91438 - RILEVAMENTO GEOLOGICO AVANZATO

Scheda insegnamento

  • Docente Rossella Capozzi

  • Moduli Rossella Capozzi (Modulo 1)
    Paolo Severi (Modulo 2)

  • Crediti formativi 8

  • SSD GEO/02

  • Modalità didattica Convenzionale - Lezioni in presenza (Modulo 1)
    Convenzionale - Lezioni in presenza (Modulo 2)

  • Lingua di insegnamento Italiano

Anno Accademico 2019/2020

Conoscenze e abilità da conseguire

Al termine del corso lo studente sarà in grado di definire la distribuzione tridimensionale dei corpi rocciosi e sedimentari e dei loro rapporti con le strutture tettoniche, il trasporto e la deposizione in diversi ambienti terrestri. Di comprendere i processi fisici, e le forme geologiche da essi generati, che hanno una ricaduta diretta sulle infrastrutture e sulle attività antropiche, sugli aspetti di impatto ambientale e sulla ricerca e utilizzo delle risorse, nonché aumentare la conoscenza della storia antica e recente della Terra. Rilevare sul campo e rappresentare cartograficamente ed in sezione i corpi geologici, ed effettuare ricostruzioni tridimensionali, anche tramite l’integrazione tra osservazioni di terreno e dati di sottosuolo.

Programma/Contenuti

Modulo 1 (R. Capozzi)

Descrizione e analisi dei processi di formazione delle coperture sedimentarie, legati a sistemi di flusso, erosione, trasporto e deposizione. Analisi del record sedimentario per la ricostruzione della paleogeografia, tettonica e clima del passato. Analisi dei processi superficiali, che avvengono a diverse scale spaziali e temporali, delle forme del rilievo e dei fondali marini.

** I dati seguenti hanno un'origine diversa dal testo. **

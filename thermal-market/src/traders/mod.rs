//! Market participants. Every trader runs the same assess -> price -> settle pipeline; a
//! [`TraderRole`] supplies what differs per kind of unit.

mod consumer;
mod converter;
mod heat_exchanger;
mod heat_pump;
mod storage;
mod system_operator;

use std::collections::{BTreeMap, VecDeque};
use std::fmt::Debug;

pub use consumer::Consumer;
pub use converter::Converter;
pub use heat_exchanger::{HeatExchanger, UseCase};
pub use heat_pump::HeatPump;
pub use storage::Storage;
pub use system_operator::SystemOperator;

use crate::config::{AgentConfig, AgentKind, ExperimentConfig};
use crate::error::{ConfigError, ConfigResult, ModelError, RunError};
use crate::ledger::{BalancingEntry, Ledger, PeriodRecord};
use crate::market::Order;
use crate::messages::{BalancingPrice, Message};
use crate::models::{
    Allocation, PricingExtras, PricingInputs, PricingModel, Quantities, QuantityInputs,
    QuantityModel, resolve_pricing_model, resolve_quantity_model,
};
use crate::signal::Signals;
use crate::types::{Actions, Energy, Observation, Price, Product, Seconds};

// === SETTINGS ===

/// Experiment-wide values every trader needs.
#[derive(Debug, Clone, Copy, PartialEq)]
pub struct TraderSettings {
    /// Shortest product; one trading-table slot.
    pub trading_time: Seconds,
    pub sampling_time: Seconds,
    pub num_control_steps: u64,
    pub is_power_controlled: bool,
    pub positive_market_limit: Price,
    pub negative_market_limit: Price,
    pub chp_renumeration: Price,
    pub heat_energy_scale: f64,
}

impl TraderSettings {
    pub fn from_experiment(e: &ExperimentConfig) -> Self {
        Self {
            trading_time: e.trading_time(),
            sampling_time: e.sampling_time,
            num_control_steps: e.num_control_steps(),
            is_power_controlled: e.is_power_controlled,
            positive_market_limit: e.positive_market_limit,
            negative_market_limit: e.negative_market_limit,
            chp_renumeration: e.chp_renumeration,
            heat_energy_scale: e.heat_energy_scale,
        }
    }
}

/// Names the status flag and set-point are written to.
#[derive(Debug, Clone, PartialEq)]
pub struct ControlOutputs {
    pub status: String,
    pub set_point: String,
}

Riconoscimento in campo delle geometrie in tre dimensioni dei corpi sedimentari in ambienti continentali, di mare basso, e pelagici; loro evoluzione e sviluppo in relazione alla evoluzione strutturale e al modellamento superficiale. Rappresentazione cartografica ed in sezione di corpi geologici, integrazione tra osservazioni di terreno, dati di sottosuolo e altri dati disponibili. Utilizzo del rilevamento geologico come informazione di base per diverse applicazioni quali esplorazione mineraria, riserve idriche, studi ambientali, ingegneristici e naturalistici.

Modulo 2 (P. Severi)

Geologia dei depositi alluvionali e marino marginali del margine appenninico padano e delle piane alluvionali intravallive appenniniche. Descrizione delle unità stratigrafiche, dell’assetto strutturale e della metodologia di rilevamento attraverso l'analisi della cartografia geologica, con particolare riferimento al progetto CARG.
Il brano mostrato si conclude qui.